I know! I'll write a facebook post...

So it's not that time of year and the hottest 100 of the year isn't rolling around. Instead Triple J are running a Hottest 100 of ALL TIME poll. They last did this 10 years ago or so. I do love my triple J and voting in the hottest 100 is an essential task to do each year (very rarely do I vote for a winner or even the top 10... I normally get a couple in the top 20 though... and got Muse- Knights of Cydonia through a couple of years ago). Anyway I've been nagging people to vote in this one or even just to think about it. What're your favorite songs of all time? That's a tough damn question.
For those not in the know about the process works... You don't pick 100 songs you don't pick 1... you choose 10 songs and the top 100 voted for songs win and are ranked and played in order. So you need to choose 10 songs which is a damn hard thing to do. So after much agonising and soul searching I've picked my top ten... and are listed as follows

1) The Living End Prisoner of Society
Kick Ass song... Kick Ass Band... When we're old and crusty telling our grandkids about what it was like back at the turn of the century this is the band we will be talking about... I have no doubt of that. There is a reason every year these guys make the hottest 100 for that year. This song made this band, it fucking rocks and 10 years after it came out we all still love it and know the words. It was MANDATORY listening at parties for at least 5 years after it came out and I have no doubt you could still whack it on a stereo at any time and NOONE will turn it off. Plus this song is amazing live....

Ranks 2-5 haven't bee assigned, but would include in no particular order

Rage Against the Machine Killing in the Name
Yes... Rage... Rage are good... This is a very intense song. There's not many feelings like a whole crowd screaming "Fuck you I won't do what you tell me!"...

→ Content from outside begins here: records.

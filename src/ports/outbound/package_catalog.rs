use crate::dependency_analysis::domain::{names_equal, PackageSpec};

/// PackageCatalog port giving read-only access to known packages
///
/// The analyzer depends only on this capability, so it can run against an
/// installed environment, a lockfile or an in-memory test double alike.
pub trait PackageCatalog {
    /// Iterates over every package the catalog knows about
    ///
    /// Order carries no meaning for the analyzer, which sorts its own output.
    fn enumerate(&self) -> Box<dyn Iterator<Item = &PackageSpec> + '_>;

    /// Looks up a package by name
    ///
    /// # Returns
    /// `None` when the package is not in the catalog
    fn lookup(&self, name: &str) -> Option<&PackageSpec>;

    /// Looks up one specific version of a package
    ///
    /// Falls back to `lookup` when no entry carries that version, so a stale
    /// pin still resolves to the package by name.
    fn lookup_version(&self, name: &str, version: &str) -> Option<&PackageSpec> {
        self.enumerate()
            .find(|spec| names_equal(spec.name(), name) && spec.version() == version)
            .or_else(|| self.lookup(name))
    }
}
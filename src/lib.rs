//! uv-why - explain why a package is installed
//!
//! This library answers "which packages pull in X, and through which chains?"
//! for uv projects (`uv.lock`) and installed environments (`site-packages`),
//! following hexagonal architecture and Domain-Driven Design principles.
//!
//! # Architecture
//!
//! The library is organized into the following layers:
//!
//! - **Domain Layer** (`dependency_analysis`): Package catalog model, reverse
//!   dependency search and chain-to-tree merging
//! - **Application Layer** (`application`): Use cases, DTOs and read models
//! - **Ports** (`ports`): Interface definitions for infrastructure
//! - **Adapters** (`adapters`): Catalog readers, formatters and presenters
//! - **Shared** (`shared`): Common utilities and error types
//!
//! # Example
//!
//! ```no_run
//! use uv_why::prelude::*;
//!
//! # fn main() -> Result<()> {
//! let use_case = ExplainDependencyUseCase::new(
//!     LockfileCatalogReader::new(),
//!     StderrProgressReporter::new(),
//! );
//!
//! let request = WhyRequest::builder()
//!     .target("urllib3")
//!     .mode(AnalysisMode::Tree)
//!     .catalog_path(".")
//!     .build()?;
//! let response = use_case.execute(request)?;
//!
//! let model = WhyReadModelBuilder::build(&response);
//! let output = TextFormatter::new(false).format(&model)?;
//! print!("{}", output);
//! # Ok(())
//! # }
//! ```

pub mod adapters;
pub mod application;
pub mod dependency_analysis;
pub mod ports;
pub mod shared;

/// Prelude module for convenient imports
pub mod prelude {
    pub use crate::adapters::outbound::catalog::{
        LockfileCatalogReader, SitePackagesCatalogReader,
    };
    pub use crate::adapters::outbound::console::StderrProgressReporter;
    pub use crate::adapters::outbound::filesystem::{FileSystemWriter, StdoutPresenter};
    pub use crate::adapters::outbound::formatters::{JsonFormatter, TextFormatter};
    pub use crate::application::dto::{
        AnalysisMode, AnalysisOutcome, OutputFormat, WhyRequest, WhyResponse,
    };
    pub use crate::application::read_models::{WhyReadModel, WhyReadModelBuilder};
    pub use crate::application::use_cases::ExplainDependencyUseCase;
    pub use crate::dependency_analysis::domain::{
        CatalogSnapshot, Chain, ChainNode, DependencyEdge, DependencyTree, Dependent, PackageSpec,
        TreeKey,
    };
    pub use crate::dependency_analysis::services::{DependencyAnalyzer, TreeBuilder};
    pub use crate::ports::outbound::{
        CatalogReader, OutputPresenter, PackageCatalog, ProgressReporter, WhyFormatter,
    };
    pub use crate::shared::Result;
}
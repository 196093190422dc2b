use crate::application::read_models::{RootTreeView, WhyReadModel};
use crate::dependency_analysis::domain::{Chain, Dependent};
use crate::ports::outbound::WhyFormatter;
use crate::shared::Result;
use serde::Serialize;

#[derive(Debug, Serialize)]
struct DirectReport<'a> {
    target: &'a str,
    mode: &'static str,
    dependents: &'a [Dependent],
    total: usize,
}

#[derive(Debug, Serialize)]
struct DeepReport<'a> {
    target: &'a str,
    mode: &'static str,
    chains: &'a [Chain],
    /// Number of distinct root packages; the field name is part of the
    /// established output format
    root_gems: usize,
    total_chains: usize,
}

#[derive(Debug, Serialize)]
struct TreeReport<'a> {
    target: &'a str,
    mode: &'static str,
    roots: &'a [RootTreeView],
    total_roots: usize,
}

/// JsonFormatter adapter for machine-readable output
pub struct JsonFormatter;

impl JsonFormatter {
    pub fn new() -> Self {
        Self
    }
}

impl Default for JsonFormatter {
    fn default() -> Self {
        Self::new()
    }
}

impl WhyFormatter for JsonFormatter {
    fn format(&self, model: &WhyReadModel) -> Result<String> {
        let mut json = match model {
            WhyReadModel::Direct { target, dependents } => {
                serde_json::to_string_pretty(&DirectReport {
                    target,
                    mode: "direct",
                    dependents,
                    total: dependents.len(),
                })?
            }
            WhyReadModel::Deep {
                target,
                chains,
                root_count,
            } => serde_json::to_string_pretty(&DeepReport {
                target,
                mode: "deep",
                chains,
                root_gems: *root_count,
                total_chains: chains.len(),
            })?,
            WhyReadModel::Tree { target, roots } => serde_json::to_string_pretty(&TreeReport {
                target,
                mode: "tree",
                roots,
                total_roots: roots.len(),
            })?,
        };
        json.push('\n');
        Ok(json)
    }
}
/// Ports module defining interfaces for hexagonal architecture
///
/// Only outbound (driven) ports exist: the CLI drives the use case directly.
pub mod outbound;
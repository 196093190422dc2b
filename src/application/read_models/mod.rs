//! Read models for CQRS-lite pattern
//!
//! This module contains view-optimized structs that reshape analyzer output
//! into exactly what the text and JSON renderers need.

mod why_read_model;
mod why_read_model_builder;

pub use why_read_model::{RootTreeView, WhyReadModel};
pub use why_read_model_builder::WhyReadModelBuilder;
mod dependency_analyzer;
mod tree_builder;

pub use dependency_analyzer::DependencyAnalyzer;
pub use tree_builder::TreeBuilder;
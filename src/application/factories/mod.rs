mod formatter_factory;
mod presenter_factory;

pub use formatter_factory::FormatterFactory;
pub use presenter_factory::{PresenterFactory, PresenterType};
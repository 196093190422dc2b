use serde::de::{self, MapAccess, Visitor};
use serde::ser::SerializeMap;
use serde::{Deserialize, Deserializer, Serialize, Serializer};
use std::fmt;

/// Identity of a tree branch: one package version
///
/// Kept as a structured pair so names containing parentheses stay unambiguous;
/// the `"name (version)"` text form only appears when displaying or serializing.
#[derive(Debug, Clone, PartialEq, Eq, Hash)]
pub struct TreeKey {
    name: String,
    version: String,
}

impl TreeKey {
    pub fn new(name: impl Into<String>, version: impl Into<String>) -> Self {
        Self {
            name: name.into(),
            version: version.into(),
        }
    }

    pub fn name(&self) -> &str {
        &self.name
    }

    pub fn version(&self) -> &str {
        &self.version
    }

    /// Parses the `"name (version)"` form back into a key
    pub fn parse(text: &str) -> Option<Self> {
        let (name, version) = text.strip_suffix(')')?.rsplit_once(" (")?;
        if name.is_empty() || version.is_empty() {
            return None;
        }
        Some(Self::new(name, version))
    }
}

impl fmt::Display for TreeKey {
    fn fmt(&self, f: &mut fmt::Formatter<'_>) -> fmt::Result {
        write!(f, "{} ({})", self.name, self.version)
    }
}

/// One branch of a dependency tree
#[derive(Debug, Clone, PartialEq, Eq)]
pub struct TreeBranch {
    key: TreeKey,
    dependency: String,
    requirement: String,
    children: DependencyTree,
}

impl TreeBranch {
    pub fn new(key: TreeKey, dependency: impl Into<String>, requirement: impl Into<String>) -> Self {
        Self {
            key,
            dependency: dependency.into(),
            requirement: requirement.into(),
            children: DependencyTree::default(),
        }
    }

    pub fn key(&self) -> &TreeKey {
        &self.key
    }

    pub fn dependency(&self) -> &str {
        &self.dependency
    }

    pub fn requirement(&self) -> &str {
        &self.requirement
    }

    pub fn children(&self) -> &DependencyTree {
        &self.children
    }

    pub fn children_mut(&mut self) -> &mut DependencyTree {
        &mut self.children
    }

    /// A branch without children is where the target was reached
    pub fn is_leaf(&self) -> bool {
        self.children.is_empty()
    }
}

/// Shared-prefix tree of dependency chains, in insertion order
#[derive(Debug, Clone, Default, PartialEq, Eq)]
pub struct DependencyTree {
    branches: Vec<TreeBranch>,
}

impl DependencyTree {
    pub fn new() -> Self {
        Self::default()
    }

    pub fn len(&self) -> usize {
        self.branches.len()
    }

    pub fn is_empty(&self) -> bool {
        self.branches.is_empty()
    }

    pub fn branches(&self) -> &[TreeBranch] {
        &self.branches
    }

    pub fn get(&self, key: &TreeKey) -> Option<&TreeBranch> {
        self.branches.iter().find(|branch| &branch.key == key)
    }

    /// Returns the branch for `key`, inserting it with the given edge data if absent.
    ///
    /// An existing branch keeps the edge data it was first inserted with.
    pub fn get_or_insert(
        &mut self,
        key: TreeKey,
        dependency: &str,
        requirement: &str,
    ) -> &mut TreeBranch {
        let position = match self.branches.iter().position(|branch| branch.key == key) {
            Some(position) => position,
            None => {
                self.branches
                    .push(TreeBranch::new(key, dependency, requirement));
                self.branches.len() - 1
            }
        };
        &mut self.branches[position]
    }
}

#[derive(Serialize)]
struct BranchBodyRef<'a> {
    dependency: &'a str,
    requirement: &'a str,
    children: &'a DependencyTree,
}

#[derive(Deserialize)]
struct BranchBody {
    dependency: String,
    requirement: String,
    #[serde(default)]
    children: DependencyTree,
}

impl Serialize for DependencyTree {
    fn serialize<S: Serializer>(&self, serializer: S) -> Result<S::Ok, S::Error> {
        let mut map = serializer.serialize_map(Some(self.branches.len()))?;
        for branch in &self.branches {
            map.serialize_entry(
                &branch.key.to_string(),
                &BranchBodyRef {
                    dependency: &branch.dependency,
                    requirement: &branch.requirement,
                    children: &branch.children,
                },
            )?;
        }
        map.end()
    }
}

struct DependencyTreeVisitor;

impl<'de> Visitor<'de> for DependencyTreeVisitor {
    type Value = DependencyTree;

    fn expecting(&self, formatter: &mut fmt::Formatter) -> fmt::Result {
        formatter.write_str("a map keyed by \"name (version)\"")
    }

    fn visit_map<A: MapAccess<'de>>(self, mut access: A) -> Result<Self::Value, A::Error> {
        let mut tree = DependencyTree::default();
        while let Some((raw_key, body)) = access.next_entry::<String, BranchBody>()? {
            let key = TreeKey::parse(&raw_key)
                .ok_or_else(|| de::Error::custom(format!("invalid tree key '{}'", raw_key)))?;
            tree.branches.push(TreeBranch {
                key,
                dependency: body.dependency,
                requirement: body.requirement,
                children: body.children,
            });
        }
        Ok(tree)
    }
}

impl<'de> Deserialize<'de> for DependencyTree {
    fn deserialize<D: Deserializer<'de>>(deserializer: D) -> Result<Self, D::Error> {
        deserializer.deserialize_map(DependencyTreeVisitor)
    }
}
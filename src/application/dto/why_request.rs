use super::AnalysisMode;
use crate::shared::error::WhyError;
use crate::shared::Result;
use std::path::PathBuf;

/// WhyRequest - Internal request DTO for the explain-dependency use case
#[derive(Debug, Clone)]
pub struct WhyRequest {
    /// Name of the package to explain
    pub target: String,
    /// Which report to produce
    pub mode: AnalysisMode,
    /// Where the catalog reader should look (project dir or site-packages dir)
    pub catalog_path: PathBuf,
}

impl WhyRequest {
    pub fn new(target: impl Into<String>, mode: AnalysisMode, catalog_path: PathBuf) -> Self {
        Self {
            target: target.into(),
            mode,
            catalog_path,
        }
    }

    pub fn builder() -> WhyRequestBuilder {
        WhyRequestBuilder::default()
    }
}

/// Builder for WhyRequest
///
/// The target is required; the mode defaults to deep chains and the catalog
/// path to the current directory.
#[derive(Debug, Default)]
pub struct WhyRequestBuilder {
    target: Option<String>,
    mode: AnalysisMode,
    catalog_path: Option<PathBuf>,
}

impl WhyRequestBuilder {
    pub fn target(mut self, target: impl Into<String>) -> Self {
        self.target = Some(target.into());
        self
    }

    pub fn mode(mut self, mode: AnalysisMode) -> Self {
        self.mode = mode;
        self
    }

    pub fn catalog_path(mut self, path: impl Into<PathBuf>) -> Self {
        self.catalog_path = Some(path.into());
        self
    }

    /// Builds the request
    ///
    /// # Errors
    /// Returns `WhyError::Validation` if no non-blank target was given
    pub fn build(self) -> Result<WhyRequest> {
        let target = self
            .target
            .map(|t| t.trim().to_string())
            .filter(|t| !t.is_empty())
            .ok_or_else(|| WhyError::Validation {
                message: "A target package name is required (e.g. uv-why requests)".to_string(),
            })?;

        Ok(WhyRequest {
            target,
            mode: self.mode,
            catalog_path: self.catalog_path.unwrap_or_else(|| PathBuf::from(".")),
        })
    }
}
use crate::application::read_models::WhyReadModel;
use crate::shared::Result;

/// WhyFormatter port for rendering analysis results
///
/// This port abstracts the rendering logic for different output
/// formats (plain text, JSON).
pub trait WhyFormatter {
    /// Formats the read model
    ///
    /// # Errors
    /// Returns an error if serialization fails
    fn format(&self, model: &WhyReadModel) -> Result<String>;
}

Frenzal Rhomb Ship of Beers
I was a mid-90s punk boy... Blink 182, NoFX, Strung Out, NUFAN... the whole Fat Wreck Chords scene. Frenzal held the Australian torch up pretty damn high. In a very public secret confession I'll admit I only just bought Meet the Family last year. And I knew the words to half the songs, probably dating back to when i was first listening to it circa year 8-9. The sorrow felt when those guys took "time off" was much more intense than I thought it would be (you don't miss something till it's gone... "we can't accidentally see frenzal anymore!"). Those who saw how overstimulated I was at their gig this year might have a clue as to why these guys kick so much ass...

Madness Baggy Trousers
Associated with the mid 90s punk thing comes a love of third wave ska... "But Madness are a second wave two tone band from the 80s!" chorus the pedantic ska music nerd crowd (if there is one). True... I would dearly love to put some Reel Big Fish on the list, but deciding on my favorite single song of theirs is nigh on impossible. Given that RBF owe their existence to Madness, RBF and Madness are the two best live shows I've EVER seen and I have a clear favorite Madness song I felt voting for this is a good compromise... I went ballistic when they played this song live... BLISS

The Action Design Eyes on Me
Who? Why waste a vote like that? Well two words TSUNAMI BOMB... Everyone who knows me should know the absolute thing I have for this band... So how does that connect to Action Design? Well unfortunately Triple J's list is exhaustive but doesn't have Tsunami Bomb songs on it (although the band is there strangely enough). So I voted for the next best thing, the follow up band. For the record I would've voted for 5150 (which is somewhat ironically the police code for an escaped lunatic) and possibly ...Not Forever or No Good Very Bad Day.

Ranks 6-10 (no order)
Midnight Oil The Dead Heart
The Oils are the best band to come from Australia ever... and definitely one of the most important. Go and listen to them now. And I don't care if he's a politician I still think he kicks ass. This is the song of theirs I like the most.

Ramones Blitzkrieg Bop
Partially a "fuck you" to all those kids out in their Rah-moan-ez shirts and don't even know the name of the song "Hey Ho Let's Go" comes from (it's Blitzkrieg Bop btw). But mainly I choose this for two reasons... One I love the song, Two I'm a punk boy (kinda... pop punk I guess) and these guys are the Moses of Pop Punk... Gotta pay your dues and this song deserves the votes...

Michael Jackson Beat It
He's the king of pop... Sure he's not playing with a full deck (i think his deck is just the 7 of Spades and a joker actually) but he sings and dances VERY well. To not put him in the top 100 artists of all time would be a travesty... I choose beat it for the same reason as the Oils... I like the song the most.

Queen Bohemian Rhapsody
Do I really have to explain this? Play this song anywhere and find me a group where at least one person doesn't sing along...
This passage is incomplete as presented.